Collected data entries:
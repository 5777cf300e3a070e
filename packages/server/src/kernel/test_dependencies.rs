// TestDependencies - in-memory fakes for testing
//
// Provides a mirror store that records writes in a flat path map and can be
// switched into a failing mode to exercise the best-effort contract.

use anyhow::Result;
use async_trait::async_trait;
use std::collections::BTreeMap;
use std::sync::atomic::{AtomicBool, Ordering};
use std::sync::{Arc, Mutex};

use super::BaseMirrorStore;

/// In-memory BaseMirrorStore for tests.
///
/// Entries live in a flat `path -> value` map, matching the idempotent
/// set-by-path semantics of the real store. `fail_next`/`fail_all` force
/// errors so tests can assert that primary writes survive mirror outages.
#[derive(Clone, Default)]
pub struct InMemoryMirrorStore {
    entries: Arc<Mutex<BTreeMap<String, serde_json::Value>>>,
    failing: Arc<AtomicBool>,
}

impl InMemoryMirrorStore {
    pub fn new() -> Self {
        Self::default()
    }

    /// Make every subsequent operation fail until `heal` is called.
    pub fn fail_all(&self) {
        self.failing.store(true, Ordering::SeqCst);
    }

    pub fn heal(&self) {
        self.failing.store(false, Ordering::SeqCst);
    }

    pub fn get(&self, path: &str) -> Option<serde_json::Value> {
        self.entries.lock().unwrap().get(path).cloned()
    }

    /// Number of entries under a path prefix.
    pub fn count_under(&self, prefix: &str) -> usize {
        self.entries
            .lock()
            .unwrap()
            .keys()
            .filter(|k| k.starts_with(prefix))
            .count()
    }

    pub fn len(&self) -> usize {
        self.entries.lock().unwrap().len()
    }

    pub fn is_empty(&self) -> bool {
        self.len() == 0
    }

    fn check_available(&self) -> Result<()> {
        if self.failing.load(Ordering::SeqCst) {
            anyhow::bail!("mirror store unavailable (test)");
        }
        Ok(())
    }
}

#[async_trait]
impl BaseMirrorStore for InMemoryMirrorStore {
    async fn set(&self, path: &str, value: serde_json::Value) -> Result<()> {
        self.check_available()?;
        self.entries
            .lock()
            .unwrap()
            .insert(path.to_string(), value);
        Ok(())
    }

    async fn update(&self, path: &str, value: serde_json::Value) -> Result<()> {
        self.check_available()?;
        let mut entries = self.entries.lock().unwrap();
        let entry = entries
            .entry(path.to_string())
            .or_insert_with(|| serde_json::json!({}));
        if let (Some(target), Some(patch)) = (entry.as_object_mut(), value.as_object()) {
            for (k, v) in patch {
                target.insert(k.clone(), v.clone());
            }
        } else {
            *entry = value;
        }
        Ok(())
    }

    async fn delete(&self, path: &str) -> Result<()> {
        self.check_available()?;
        self.entries.lock().unwrap().remove(path);
        Ok(())
    }
}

# [Directions]
All of the records must be repeated exactly.

# [Written answer]
repository 5777cf300e3a070e
filename packages/server/src/kernel/test_dependencies.rs
// TestDependencies - in-memory fakes for testing
//
// Provides a mirror store that records writes in a flat path map and can be
// switched into a failing mode to exercise the best-effort contract.

use anyhow::Result;
use async_trait::async_trait;
use std::collections::BTreeMap;
use std::sync::atomic::{AtomicBool, Ordering};
use std::sync::{Arc, Mutex};

use super::BaseMirrorStore;

/// In-memory BaseMirrorStore for tests.
///
/// Entries live in a flat `path -> value` map, matching the idempotent
/// set-by-path semantics of the real store. `fail_next`/`fail_all` force
/// errors so tests can assert that primary writes survive mirror outages.
#[derive(Clone, Default)]
pub struct InMemoryMirrorStore {
    entries: Arc<Mutex<BTreeMap<String, serde_json::Value>>>,
    failing: Arc<AtomicBool>,
}

impl InMemoryMirrorStore {
    pub fn new() -> Self {
        Self::default()
    }

    /// Make every subsequent operation fail until `heal` is called.
    pub fn fail_all(&self) {
        self.failing.store(true, Ordering::SeqCst);
    }

    pub fn heal(&self) {
        self.failing.store(false, Ordering::SeqCst);
    }

    pub fn get(&self, path: &str) -> Option<serde_json::Value> {
        self.entries.lock().unwrap().get(path).cloned()
    }

    /// Number of entries under a path prefix.
    pub fn count_under(&self, prefix: &str) -> usize {
        self.entries
            .lock()
            .unwrap()
            .keys()
            .filter(|k| k.starts_with(prefix))
            .count()
    }

    pub fn len(&self) -> usize {
        self.entries.lock().unwrap().len()
    }

    pub fn is_empty(&self) -> bool {
        self.len() == 0
    }

    fn check_available(&self) -> Result<()> {
        if self.failing.load(Ordering::SeqCst) {
            anyhow::bail!("mirror store unavailable (test)");
        }
        Ok(())
    }
}

#[async_trait]
impl BaseMirrorStore for InMemoryMirrorStore {
    async fn set(&self, path: &str, value: serde_json::Value) -> Result<()> {
        self.check_available()?;
        self.entries
            .lock()
            .unwrap()
            .insert(path.to_string(), value);
        Ok(())
    }

    async fn update(&self, path: &str, value: serde_json::Value) -> Result<()> {
        self.check_available()?;
        let mut entries = self.entries.lock().unwrap();
        let entry = entries
            .entry(path.to_string())
            .or_insert_with(|| serde_json::json!({}));
        if let (Some(target), Some(patch)) = (entry.as_object_mut(), value.as_object()) {
            for (k, v) in patch {
                target.insert(k.clone(), v.clone());
            }
        } else {
            *entry = value;
        }
        Ok(())
    }

    async fn delete(&self, path: &str) -> Result<()> {
        self.check_available()?;
        self.entries.lock().unwrap().remove(path);
        Ok(())
    }
}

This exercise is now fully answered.